R:Yeah … I think there's a big need for it. There's always going to be the need for your end to end closed ecosystem … Shopify for your upstart apparel business that wants everything taken care of for them. That’s certainly always going to have a use case, but for the folks that have complex commerce workflows that have international requirements, are omni-channel or, you know, in different industries that have different types commerce experiences are definitely going to need open commerce tools …  we see a lot of that at Bolt. A lot of our customers are integrated with some type of open commerce platform. I think the trend is going to continue and you're going to need open tools and then you're going to also need hosted solutions for different parts of your stack.

So that's where we come in at checkout … you shouldn't be rebuilding the checkout stack. You’ll do a really bad job at it, it costs hundreds of millions of dollars to do correctly. And Bolt isn’t super bespoke ...  we can style it to match your brand.

J: It's functional. The core of it isn’t UI, right?

R: Yeah, exactly. Innovate in your products … like how that podcast is displayed and targeted to customers and how people navigated through your products on the website …  that should be what differentiates you.

J: Yeah, totally. That makes a lot of sense. I'm curious, how many countries do you guys service right now? 

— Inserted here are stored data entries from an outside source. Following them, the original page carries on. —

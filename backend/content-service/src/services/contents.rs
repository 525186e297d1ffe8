/// Content service - owner-side create, edit and delete
use crate::db::ContentStore;
use crate::error::{AppError, Result};
use crate::models::{ContentDraft, ContentItem, ContentPatch};
use std::sync::Arc;
use uuid::Uuid;

pub struct ContentService {
    store: Arc<dyn ContentStore>,
}

impl ContentService {
    pub fn new(store: Arc<dyn ContentStore>) -> Self {
        Self { store }
    }

    /// Create a content item owned by the caller. The creator profile in the
    /// draft is stored as a snapshot and never refreshed.
    pub async fn create(&self, owner_id: &str, draft: ContentDraft) -> Result<ContentItem> {
        let draft = draft.normalized()?;
        let item = self.store.create_content(owner_id, draft).await?;

        tracing::info!(
            content_id = %item.id,
            owner_id,
            content_type = %item.content_type,
            is_published = item.is_published,
            "content created"
        );
        Ok(item)
    }

    pub async fn update(
        &self,
        content_id: Uuid,
        owner_id: &str,
        patch: ContentPatch,
    ) -> Result<ContentItem> {
        let patch = patch.normalized()?;
        if patch.is_empty() {
            return Err(AppError::InvalidInput("no fields to update".into()));
        }

        let item = self.store.update_by_id(content_id, owner_id, patch).await?;
        tracing::info!(%content_id, owner_id, "content updated");
        Ok(item)
    }

    /// Remove the item with its likes and comments. Purchases stay in the
    /// ledger.
    pub async fn delete(&self, content_id: Uuid, owner_id: &str) -> Result<()> {
        self.store.delete_by_id(content_id, owner_id).await?;
        tracing::info!(%content_id, owner_id, "content deleted");
        Ok(())
    }
}
use actix_web::HttpResponse;
use serde::Serialize;

/// Success envelope: `{"status":"success","data":...}`
#[derive(Debug, Serialize)]
pub struct ApiResponse<T> {
    pub status: &'static str,
    pub data: T,
}

impl<T: Serialize> ApiResponse<T> {
    pub fn new(data: T) -> Self {
        Self {
            status: "success",
            data,
        }
    }

    pub fn ok(data: T) -> HttpResponse {
        HttpResponse::Ok().json(Self::new(data))
    }

    pub fn created(data: T) -> HttpResponse {
        HttpResponse::Created().json(Self::new(data))
    }
}
#[actix_web::test]
async fn test_author_and_owner_can_delete_comments() {
    let app = init_app(state()).await;
    let id = create_content(&app, "alice", video_body("moderated")).await;
    let by_bob = add_comment(&app, &id, "bob", "hello").await;
    let by_carol = add_comment(&app, &id, "carol", "spam").await;

    for (user, comment_id) in [("bob", &by_bob), ("alice", &by_carol)] {
        let req = test::TestRequest::delete()
            .uri(&format!(
                "/api/v1/content/{}/comments?commentId={}",
                id, comment_id
            ))
            .insert_header(bearer(user))
            .to_request();
        assert_eq!(test::call_service(&app, req).await.status(), 200);
    }

    let item = get_content(&app, &id).await;
    assert_eq!(item["commentsCount"], 0);
}

#[actix_web::test]
async fn test_comment_author_comes_from_token_and_list_is_newest_first() {
    let app = init_app(state()).await;
    let id = create_content(&app, "alice", video_body("thread")).await;
    add_comment(&app, &id, "bob", "older").await;
    add_comment(&app, &id, "carol", "newer").await;

    let req = test::TestRequest::get()
        .uri(&format!("/api/v1/content/{}/comments", id))
        .to_request();
    let body = read_json(test::call_service(&app, req).await).await;

    let items = body["data"]["items"].as_array().expect("items");
    assert_eq!(items[0]["text"], "newer");
    assert_eq!(items[0]["userName"], "carol name");
    assert_eq!(items[1]["userId"], "bob");
    assert_eq!(body["data"]["pagination"]["total"], 2);
}

#[actix_web::test]
async fn test_blank_comment_is_rejected() {
    let app = init_app(state()).await;
    let id = create_content(&app, "alice", video_body("quiet")).await;

    let req = test::TestRequest::post()
        .uri(&format!("/api/v1/content/{}/comments", id))
        .insert_header(bearer("bob"))
        .set_json(json!({ "text": "   " }))
        .to_request();
    assert_eq!(test::call_service(&app, req).await.status(), 400);
}

#[actix_web::test]
async fn test_comment_like_toggles() {
    let app = init_app(state()).await;
    let id = create_content(&app, "alice", video_body("comment likes")).await;
    let comment_id = add_comment(&app, &id, "bob", "like me").await;

    let uri = format!("/api/v1/content/{}/comments/{}/like", id, comment_id);
    let req = test::TestRequest::post()
        .uri(&uri)
        .insert_header(bearer("carol"))
        .to_request();
    let body = read_json(test::call_service(&app, req).await).await;
    assert_eq!(body["data"], json!({ "isLiked": true, "likesCount": 1 }));

    let item = get_content(&app, &id).await;
    assert_eq!(item["comments"][0]["likesCount"], 1);
}

// =============================================================================
// Feed and search
// =============================================================================

#[actix_web::test]
async fn test_feed_pages_newest_first() {
    let app = init_app(state()).await;
    for i in 0..25 {
        create_content(&app, "alice", video_body(&format!("video {}", i))).await;
    }

    let req = test::TestRequest::get()
        .uri("/api/v1/content?type=video&page=2&limit=10")
        .to_request();
    let body = read_json(test::call_service(&app, req).await).await;

    let items = body["data"]["items"].as_array().expect("items");
    assert_eq!(items.len(), 10);
    assert_eq!(items[0]["title"], "video 14");
    assert_eq!(items[9]["title"], "video 5");
    assert!(items[0].get("likes").is_none(), "summaries carry counters only");

    let pagination = &body["data"]["pagination"];
    assert_eq!(pagination["total"], 25);
    assert_eq!(pagination["pages"], 3);
    assert_eq!(pagination["hasMore"], true);

    let req = test::TestRequest::get()
        .uri("/api/v1/content?type=video&page=3&limit=10")
        .to_request();
    let body = read_json(test::call_service(&app, req).await).await;
    assert_eq!(body["data"]["items"].as_array().map(Vec::len), Some(5));
    assert_eq!(body["data"]["pagination"]["hasMore"], false);
}

#[actix_web::test]
async fn test_drafts_are_listed_only_for_their_owner() {
    let app = init_app(state()).await;
    let mut draft = video_body("work in progress");
    draft["isPublished"] = json!(false);
    create_content(&app, "alice", draft).await;
    create_content(&app, "alice", video_body("released")).await;

    let req = test::TestRequest::get().uri("/api/v1/content").to_request();
    let body = read_json(test::call_service(&app, req).await).await;
    assert_eq!(body["data"]["pagination"]["total"], 1);

    let req = test::TestRequest::get()
        .uri("/api/v1/content?filter=draft&userId=alice")
        .to_request();
    assert_eq!(test::call_service(&app, req).await.status(), 401);

    let req = test::TestRequest::get()
        .uri("/api/v1/content?filter=draft&userId=alice")
        .insert_header(bearer("bob"))
        .to_request();
    assert_eq!(test::call_service(&app, req).await.status(), 403);

    let req = test::TestRequest::get()
        .uri("/api/v1/content?filter=draft&userId=alice")
        .insert_header(bearer("alice"))
        .to_request();
    let body = read_json(test::call_service(&app, req).await).await;
    assert_eq!(body["data"]["items"][0]["title"], "work in progress");
}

R: So we today have worked with only US domiciled merchants … but we work with complex international requirements.

J: Have you ever thought about servicing other countries? 

R: It's definitely on the roadmap. 

J: If someone's looking to innovate in the ecommerce space, where do you think there's still a major gap outside of checkout and outside of what you're working on …  where do you think there's still a major hole in the market?

R: I think there are a lot of holes in the market. Where would I focus? So I think backend type things like ordering management and fulfillment systems are very clunky and very old school. Startups don't work on them because they're not familiar with them … but businesses need to run off these systems.

It's not sexy, but businesses need to run off of these systems. ERP’s as well. And we don't really see anybody doing great work there. As far as new tech, I think personalization as well pre checkout…  so how you custom tailor your ecommerce experience depending on the shopper that's landing on your site.

Not showing the same thing to everybody.

J: So like a Clearbit for ecom?

R: Yeah, exactly. I think that's a big opportunity. I think there's a lot of companies doing smarter fulfillment routing, so they're like Amazon prime 2 day. For example, this company Deliverr does smart routing between your warehouses and helps you ship things out to be able to maximize your percentage of products that you can ship today. 

So I think that competing with Amazon two day shipping is a great category as well. Loyalty is another one that's kind of really clunky and nobody really does well. So those are my initial thoughts.